Opinião
Preta Gil e a coragem de viver fora dos padrões

Acompanhei Preta Gil desde suas primeiras aparições como cantora. Ainda jovem, a vi envolvida nas polêmicas que cercavam sua figura pública: o peso do sobrenome, o julgamento constante por ser filha de Gilberto Gil, afilhada de Caetano Veloso e sobrinha de Gal Costa. Uma herança artística que, ao contrário do que muitos pensam, não foi sinônimo de aceitação imediata. Preta sempre enfrentou o rótulo de nepo baby — termo que se popularizou recentemente e se refere a filhos ou parentes de pessoas famosas que, em tese, se beneficiam da visibilidade herdada. Mas ser uma nepo baby nunca blindou Preta das críticas cruéis, do racismo, da gordofobia e do machismo.
Ela ousou ser o que era: mulher, preta, artista, fora dos padrões — estéticos, comportamentais, midiáticos. Desde a capa de seu primeiro álbum, em que apareceu com o corpo nu e exposto à interpretação pública, Preta se tornou símbolo de resistência, autenticidade e, sobretudo, coragem. Foi atacada por não corresponder ao ideal de corpo imposto à mulher brasileira. Enfrentou julgamentos e ódio gratuitos por ser quem era — em forma, tom de pele, postura, voz.
Por muito tempo, resisti à comparação que minha avó Antônia fazia entre nós. “Você parece com Preta Gil”, dizia ela, especialmente quando eu usava o cabelo preso.

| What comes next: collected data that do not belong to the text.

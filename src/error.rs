//! Error types for stream-decode.
//!
//! Errors are split into two categories:
//! - **Fatal errors** ([`DecodeError`]): Stop the session; backend resources
//!   are released before the error reaches the caller
//! - **Recoverable events**: Backend error reports, dropped channels and
//!   similar conditions surfaced via [`EventCallback`](crate::EventCallback)

use std::fmt;
use std::path::PathBuf;
use std::time::Duration;

use crate::config::OutputId;

/// Fatal errors returned by [`StreamDecodeBuilder::build()`] and [`Session::run()`].
///
/// A "not ready" answer from the backend is never an error: it is the
/// backpressure signal and the same data is always retried.
///
/// [`StreamDecodeBuilder::build()`]: crate::StreamDecodeBuilder::build
/// [`Session::run()`]: crate::Session::run
#[derive(Debug, thiserror::Error)]
pub enum DecodeError {
    /// The session configuration was rejected before anything started.
    #[error("invalid configuration: {0}")]
    Config(#[from] ConfigError),

    /// A backend lifecycle step failed.
    #[error("backend {stage} failed: {reason}")]
    Backend {
        /// The step that failed.
        stage: BackendStage,
        /// Backend-provided reason.
        reason: String,
    },

    /// The backend broke the processing contract.
    #[error("backend protocol violation: {0}")]
    Protocol(#[from] ProtocolError),

    /// Decoded output could not be muxed or written.
    #[error(transparent)]
    Mux(#[from] MuxError),

    /// The demuxer failed to produce the next packet.
    #[error("demux failed: {reason}")]
    Demux {
        /// Why the demuxer failed.
        reason: String,
    },

    /// The backend did not confirm end of stream in time.
    #[error("backend did not confirm end of stream within {waited:?}")]
    DrainTimeout {
        /// How long the session waited.
        waited: Duration,
    },

    /// The pipeline stopped for a failure that was never recorded.
    #[error("internal pipeline error: {reason}")]
    Internal {
        /// What was inconsistent.
        reason: String,
    },

    /// The blocking decode task panicked or was aborted by the runtime.
    #[error("decode task failed: {reason}")]
    TaskFailed {
        /// Join error message.
        reason: String,
    },
}

impl DecodeError {
    /// Creates a backend error for the given stage.
    pub fn backend(stage: BackendStage, reason: impl Into<String>) -> Self {
        Self::Backend {
            stage,
            reason: reason.into(),
        }
    }

    /// Creates a demux error with the given reason.
    pub fn demux(reason: impl Into<String>) -> Self {
        Self::Demux {
            reason: reason.into(),
        }
    }
}

/// Backend lifecycle steps, used to report where a failure happened.
#[derive(Debug, Clone, Copy, PartialEq, Eq)]
pub enum BackendStage {
    /// Loading the backend library.
    LoadLibrary,
    /// Opening the session.
    OpenSession,
    /// Registering the logical outputs.
    ConfigureOutputs,
    /// Applying the key/value string.
    SetKvPairs,
    /// Creating the decoder module.
    InitModule,
    /// Starting the decoder module.
    StartModule,
    /// Stopping the decoder module after end of stream.
    StopModule,
}

impl fmt::Display for BackendStage {
    fn fmt(&self, f: &mut fmt::Formatter<'_>) -> fmt::Result {
        let stage = match self {
            Self::LoadLibrary => "library load",
            Self::OpenSession => "session open",
            Self::ConfigureOutputs => "output configuration",
            Self::SetKvPairs => "kvpairs configuration",
            Self::InitModule => "module init",
            Self::StartModule => "module start",
            Self::StopModule => "module stop",
        };
        f.write_str(stage)
    }
}

/// Configuration rejected before the session starts.
#[derive(Debug, Clone, PartialEq, Eq, thiserror::Error)]
pub enum ConfigError {
    /// No logical outputs were requested.
    #[error("no outputs configured")]
    NoOutputs,

    /// More outputs than the backend supports.
    #[error("too many outputs: {count} (max {max})")]
    TooManyOutputs {
        /// Requested output count.
        count: usize,
        /// Supported maximum.
        max: usize,
    },

    /// An output channel limit is out of range.
    #[error("invalid number of channels {channels} for output {output}")]
    InvalidChannelCount {
        /// The offending output.
        output: OutputId,
        /// The requested channel count.
        channels: u8,
    },

    /// The same output id was requested twice.
    #[error("duplicate output {output}")]
    DuplicateOutput {
        /// The duplicated id.
        output: OutputId,
    },

    /// A sink or forward route names an output that is not configured.
    #[error("route for unknown output {output}")]
    UnknownRouteOutput {
        /// The unknown id.
        output: OutputId,
    },

    /// A PCM input the loopback backend cannot lay out.
    #[error("unsupported PCM input: {channels} channels of {bits} bits")]
    UnsupportedPcmLayout {
        /// Channel count.
        channels: u16,
        /// Bits per sample.
        bits: u16,
    },

    /// A raw demuxer was asked for zero-sized packets.
    #[error("packet size must be greater than zero")]
    InvalidPacketSize,
}

/// The backend answered a push in a way the contract forbids.
#[derive(Debug, Clone, PartialEq, Eq, thiserror::Error)]
pub enum ProtocolError {
    /// The backend reported zero bytes consumed.
    #[error("decoder consumed zero bytes at offset {offset} ({remaining} remaining)")]
    ZeroConsumption {
        /// Offset within the packet.
        offset: usize,
        /// Bytes that were offered.
        remaining: usize,
    },

    /// The backend claimed more bytes than it was offered.
    #[error("decoder consumed {consumed} bytes but only {remaining} were offered")]
    OverConsumption {
        /// Reported consumption.
        consumed: usize,
        /// Bytes that were offered.
        remaining: usize,
    },
}

/// A decoded block or output format cannot be muxed.
#[derive(Debug, Clone, PartialEq, Eq, thiserror::Error)]
pub enum FormatError {
    /// Data arrived for an output whose header was never written.
    #[error("output {output} has no header yet")]
    NotStarted {
        /// The output.
        output: OutputId,
    },

    /// The output's frame stride is zero.
    #[error("output {output} has a zero frame stride")]
    ZeroStride {
        /// The output.
        output: OutputId,
    },

    /// The block is not a whole number of frames.
    #[error("output {output}: block of {len} bytes is not a multiple of the {stride}-byte frame")]
    PartialFrame {
        /// The output.
        output: OutputId,
        /// Block length.
        len: usize,
        /// Source frame size.
        stride: usize,
    },

    /// Samples are not a whole number of bytes.
    #[error("unsupported bit width {bits}")]
    UnsupportedBitWidth {
        /// Requested bit width.
        bits: u16,
    },

    /// None of the output's channel positions exist in the container layout.
    #[error("output {output} has no channel the container can represent")]
    NoMappedChannels {
        /// The output.
        output: OutputId,
    },

    /// The header fields cannot represent the layout at this rate.
    #[error("{channels} channels of {bits} bits at {sample_rate} Hz overflow the WAV header")]
    HeaderOverflow {
        /// Written channels.
        channels: usize,
        /// Bits per sample.
        bits: u16,
        /// Sample rate in Hz.
        sample_rate: u32,
    },

    /// Neither the output config nor the input config carried a sample rate.
    #[error("output {output} has no sample rate and no input rate is known")]
    UnknownSampleRate {
        /// The output.
        output: OutputId,
    },
}

/// Failure while muxing decoded output.
#[derive(Debug, thiserror::Error)]
pub enum MuxError {
    /// The data or format was unusable.
    #[error("format error: {0}")]
    Format(#[from] FormatError),

    /// The sink rejected the write.
    #[error("sink error: {0}")]
    Sink(#[from] SinkError),
}

/// Errors that can occur within a [`Sink`](crate::Sink) implementation.
#[derive(Debug, thiserror::Error)]
pub enum SinkError {
    /// A write operation failed.
    #[error("write failed: {reason}")]
    WriteFailed {
        /// Description of what went wrong.
        reason: String,
    },

    /// File I/O error.
    #[error("file error: {path}: {source}")]
    FileError {
        /// Path to the file.
        path: PathBuf,
        /// The underlying I/O error.
        #[source]
        source: std::io::Error,
    },

    /// The receiving channel was closed.
    #[error("channel closed")]
    ChannelClosed,

    /// Custom error for user-implemented sinks.
    #[error("{0}")]
    Custom(String),
}

impl SinkError {
    /// Creates a custom sink error with the given message.
    pub fn custom(msg: impl Into<String>) -> Self {
        Self::Custom(msg.into())
    }

    /// Creates a write failed error with the given reason.
    pub fn write_failed(reason: impl Into<String>) -> Self {
        Self::WriteFailed {
            reason: reason.into(),
        }
    }

    /// Creates a file error for the given path.
    pub fn file_error(path: impl Into<PathBuf>, source: std::io::Error) -> Self {
        Self::FileError {
            path: path.into(),
            source,
        }
    }
}

/// Failure reported by a backend implementation.
///
/// Backends only describe what went wrong; the adapter attaches the
/// lifecycle stage when turning it into a [`DecodeError`].
#[derive(Debug, Clone, PartialEq, Eq, thiserror::Error)]
#[error("{0}")]
pub struct BackendFault(String);

impl BackendFault {
    /// Creates a fault with the given message.
    pub fn new(msg: impl Into<String>) -> Self {
        Self(msg.into())
    }

    /// Returns the message.
    pub fn message(&self) -> &str {
        &self.0
    }
}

Eu não gostava de comparações — e ainda não gosto. A única com a qual me identifico é com minha mãe, que é meu maior exemplo de força e resiliência, além claro da aparência física, diria cópia autenticada.

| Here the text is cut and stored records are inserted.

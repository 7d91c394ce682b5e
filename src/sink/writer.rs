//! Sink over an arbitrary writer.

use std::io::Write;

use crate::sink::Sink;
use crate::SinkError;

/// A sink that writes to any [`Write`] implementation.
///
/// # Example
///
/// ```
/// use stream_decode::WriterSink;
///
/// let sink = WriterSink::stdout();
/// // Use with StreamDecode builder...
/// ```
pub struct WriterSink<W: Write + Send> {
    name: String,
    writer: W,
}

impl WriterSink<std::io::Stdout> {
    /// Creates a sink writing to standard output.
    pub fn stdout() -> Self {
        Self::new("stdout", std::io::stdout())
    }
}

impl<W: Write + Send> WriterSink<W> {
    /// Wraps `writer` under the given name.
    pub fn new(name: impl Into<String>, writer: W) -> Self {
        Self {
            name: name.into(),
            writer,
        }
    }

    /// Returns the wrapped writer.
    pub fn into_inner(self) -> W {
        self.writer
    }
}

impl<W: Write + Send> Sink for WriterSink<W> {
    fn name(&self) -> &str {
        &self.name
    }

    fn write(&mut self, data: &[u8]) -> Result<(), SinkError> {
        self.writer
            .write_all(data)
            .map_err(|e| SinkError::write_failed(format!("{}: {e}", self.name)))
    }

    fn flush(&mut self) -> Result<(), SinkError> {
        self.writer
            .flush()
            .map_err(|e| SinkError::write_failed(format!("{}: {e}", self.name)))
    }
}

#[cfg(test)]
mod tests {
    use super::*;

    struct BrokenPipe;

    impl Write for BrokenPipe {
        fn write(&mut self, _buf: &[u8]) -> std::io::Result<usize> {
            Err(std::io::Error::new(
                std::io::ErrorKind::BrokenPipe,
                "pipe closed",
            ))
        }

        fn flush(&mut self) -> std::io::Result<()> {
            Ok(())
        }
    }

    #[test]
    fn test_writer_sink_collects() {
        let mut sink = WriterSink::new("vec", Vec::new());
        sink.write(&[1, 2]).unwrap();
        sink.write(&[3]).unwrap();
        sink.on_stop().unwrap();
        assert_eq!(sink.into_inner(), vec![1, 2, 3]);
    }

    #[test]
    fn test_writer_sink_error() {
        let mut sink = WriterSink::new("pipe", BrokenPipe);
        let err = sink.write(&[1]).unwrap_err();
        assert!(matches!(err, SinkError::WriteFailed { .. }));
        assert!(err.to_string().contains("pipe closed"));
    }
}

Mas hoje, compreendo o que minha avó enxergava. Também sou fora dos padrões. Tenho um corpo que desafia expectativas, uma pele que carrega ancestralidade, um sorriso que insiste em permanecer.
Mas há mais nessa semelhança: como Preta, sou amiga dos meus amigos, mantenho a fé como alicerce e cuido de quem amo com o coração inteiro. Luto pela minha família e me entrego ao trabalho com dedicação. E, principalmente, tento viver com verdade, mesmo quando o mundo insiste em cobrar máscaras.
A notícia da morte de Preta Gil me abalou profundamente. Parecia que alguém da minha família havia partido. Me veio à mente um filme — das perdas mais doídas da vida, da minha vontade de viver que renasce a cada despedida. Mas junto com o luto, veio o aprendizado: viver intensamente, amar sem medo, dizer o que se sente, mudar quando for preciso. E, se o medo insistir em ficar, ir mesmo assim.
Preta nos ensinou que a liberdade de ser quem se é — com todas as imperfeições, dores e afetos — é, talvez, o maior ato de amor próprio e de resistência que podemos praticar. Sua partida deixa um vazio, mas também uma missão: continuar lutando, cantando, sorrindo, cuidando, como ela fez. Obrigada, Preta Maria. Obrigada por tudo e por tanto.
Preta Gil, nome artístico de Preta Maria Gadelha Gil Moreira, foi cantora, atriz, apresentadora e empresária. Nascida no Rio de Janeiro em 1974, era filha de Gilberto Gil e afilhada de Gal Costa e Caetano Veloso. Estreou como cantora em 2003 com o álbum Prêt-à-Porter, marcado por temas como liberdade, corpo e sexualidade. Referência na luta contra o preconceito e engajada em causas sociais, construiu uma carreira autêntica e corajosa. Faleceu em 19 de julho de 2025, aos 50 anos, vítima de um câncer.